Nothing is really coupled there to the view as far as I can tell, it’s all separate. Besides, our view isn’t displaying column 1 and above because we use them for Xml purposes :o They are only used in the data widget mapper[/QUOTE]

I suppose I should have said indirectly coupled.

Technically, instead of asking the “node” for data like … node.name, or node.type, it is now typing the view to a column in the node.

Here is where I see a potential issue:

If I make a ModelView and use column 1 in the node for the name and column 2 in the node for the type, everything works great.

Then someone else comes along and makes a ModelView and wants to use the name in column 2 and the type in column 1.

Since the Node’s internal “data” function is tightly bound to column 1 = name and column 2 = type… broken.

Rather, the ModelView itself should just ask “data?” and in its representation for column 1 appropriately use whatever you want displayed.

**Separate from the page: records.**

use gloo_console::log;
use serde::Serialize;
use web_sys::{HtmlInputElement, HtmlTextAreaElement};
use yew::prelude::*;
use yew_router::components::Link;

use crate::Route;

/// What a full deployment would POST to its submission endpoint. No
/// endpoint is wired here; the payload is only logged.
#[derive(Serialize, Clone, PartialEq)]
struct ContactForm {
    name: String,
    email: String,
    message: String,
}

#[function_component(Contact)]
pub fn contact() -> Html {
    let name = use_state(String::new);
    let email = use_state(String::new);
    let message = use_state(String::new);
    let error = use_state(|| None::<String>);
    let sent = use_state(|| false);

    // Scroll to top only on initial mount
    {
        use_effect_with_deps(
            move |_| {
                if let Some(window) = web_sys::window() {
                    window.scroll_to_with_x_and_y(0.0, 0.0);
                }
                || ()
            },
            (),
        );
    }

    let onsubmit = {
        let name = name.clone();
        let email = email.clone();
        let message = message.clone();
        let error = error.clone();
        let sent = sent.clone();
        Callback::from(move |e: SubmitEvent| {
            e.prevent_default();
            if name.trim().is_empty() || email.trim().is_empty() || message.trim().is_empty() {
                error.set(Some("Please fill in all fields.".to_string()));
                return;
            }
            let form = ContactForm {
                name: (*name).clone(),
                email: (*email).clone(),
                message: (*message).clone(),
            };
            if let Ok(payload) = serde_json::to_string(&form) {
                log!("contact form captured:", payload);
            }
            error.set(None);
            sent.set(true);
            name.set(String::new());
            email.set(String::new());
            message.set(String::new());
        })
    };

    let contact_css = r#"
        .contact-page {
            min-height: 100vh;
            padding: 2rem;
            font-family: 'Helvetica Neue', Arial, sans-serif;
        }
        @media (min-width: 768px) {
            .contact-page {
                padding: 6rem;
            }
        }
        .contact-page h1 {
            font-size: 2.25rem;
            font-weight: 700;
            margin-bottom: 2rem;
        }
        .contact-form {
            max-width: 28rem;
        }
        .form-field {
            margin-bottom: 1rem;
        }
        .form-field label {
            display: block;
            margin-bottom: 0.5rem;
        }
        .form-field input,
        .form-field textarea {
            width: 100%;
            padding: 0.5rem;
            border: 1px solid #d1d5db;
            border-radius: 0.25rem;
            box-sizing: border-box;
            font: inherit;
        }
        .contact-form button {
            background: #3B82F6;
            color: #fff;
            border: none;
            padding: 0.75rem 1.5rem;
            border-radius: 0.5rem;
            font-size: 1rem;
            cursor: pointer;
        }
        .contact-form button:hover {
            background: #2563EB;
        }
        .form-error {
            color: #dc2626;
            margin-bottom: 1rem;
        }
        .form-sent {
            color: #16a34a;
            margin-bottom: 1rem;
        }
        .back-link {
            margin-top: 2rem;
        }
        .back-link a {
            color: #3B82F6;
            text-decoration: none;
        }
        .back-link a:hover {
            text-decoration: underline;
        }
    "#;

    html! {
        <main class="contact-page">
            <style>{ contact_css }</style>
            <h1>{"Contact Us"}</h1>
            <form class="contact-form" onsubmit={onsubmit}>
                if let Some(err) = (*error).as_ref() {
                    <p class="form-error">{ err }</p>
                }
                if *sent {
                    <p class="form-sent">{"Thanks! We'll get back to you soon."}</p>
                }
                <div class="form-field">
                    <label for="name">{"Name"}</label>
                    <input
                        type="text"
                        id="name"
                        name="name"
                        required=true
                        value={(*name).clone()}
                        oninput={{
                            let name = name.clone();
                            Callback::from(move |e: InputEvent| {
                                let input: HtmlInputElement = e.target_unchecked_into();
                                name.set(input.value());
                            })
                        }}
                    />
                </div>
                <div class="form-field">
                    <label for="email">{"Email"}</label>
                    <input
                        type="email"
                        id="email"
                        name="email"
                        required=true
                        value={(*email).clone()}
                        oninput={{
                            let email = email.clone();
                            Callback::from(move |e: InputEvent| {
                                let input: HtmlInputElement = e.target_unchecked_into();
                                email.set(input.value());
                            })
                        }}
                    />
                </div>
                <div class="form-field">
                    <label for="message">{"Message"}</label>
                    <textarea
                        id="message"
                        name="message"
                        rows="4"
                        required=true
                        value={(*message).clone()}
                        oninput={{
                            let message = message.clone();
                            Callback::from(move |e: InputEvent| {
                                let input: HtmlTextAreaElement = e.target_unchecked_into();
                                message.set(input.value());
                            })
                        }}
                    ></textarea>
                </div>
                <button type="submit">{"Send Message"}</button>
            </form>
            <div class="back-link">
                <Link<Route> to={Route::Home}>{"\u{2190} Back to Home"}</Link<Route>>
            </div>
        </main>
    }
}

Binding it at the Node level means all instances, ever, have to use the name for column index 1 and the type for column index 2.

Personally I like to keep the level of data and presentation layer as completely separated. Only the View should want to present the data in the columns, not the node itself.

Could just be a preferential thing.



Binding it at the Node level means all instances, ever, have to use the name for column index 1 and the type for column index 2.

Could just be a preferential thing.[/QUOTE]

Normally, you keep the data in a chosen order and stick with it. Think of an application where you have customers subscribed to your “tv-channel” and the data is contained in a class called “Customer” which has data such as Name, Adress and Telephone number.

How often would you reorder this data so one MODEL uses:
Adress, Telephone Number and Name while other uses this way:
Name, Telephone Number and Adress.

Not very often. That’s also the reason I did it the way I did it =}

But as you say, you are right that it’s the models job to do that. Writing a different Model would mean being forced to follow the order I defined in the Node class, which again, since i knew that I wouldn’t make 2 models or more, I sticked with this method! It was a preference thing I did and keeping in mind that a scenegraph is a very specialized view and it’s purposes well defined, I simplified the entire thing for myself doing it the way I did it =}.

I guess I’ll need to think about this since the audience of the tutorial can and will write models representing the same data across different views in different orders where one might not map to the other =}

So I Understand your point completely when you lay it out like that, but again, the intention of the model and it’s purposes made me go the other route :slight_smile:

Imo satisfying every possible situation will only make the code more complex and more time consuming! The tradeoff I made for not being able to have stuff in arbitrary order, is a very GOOD trade off imo for this situation.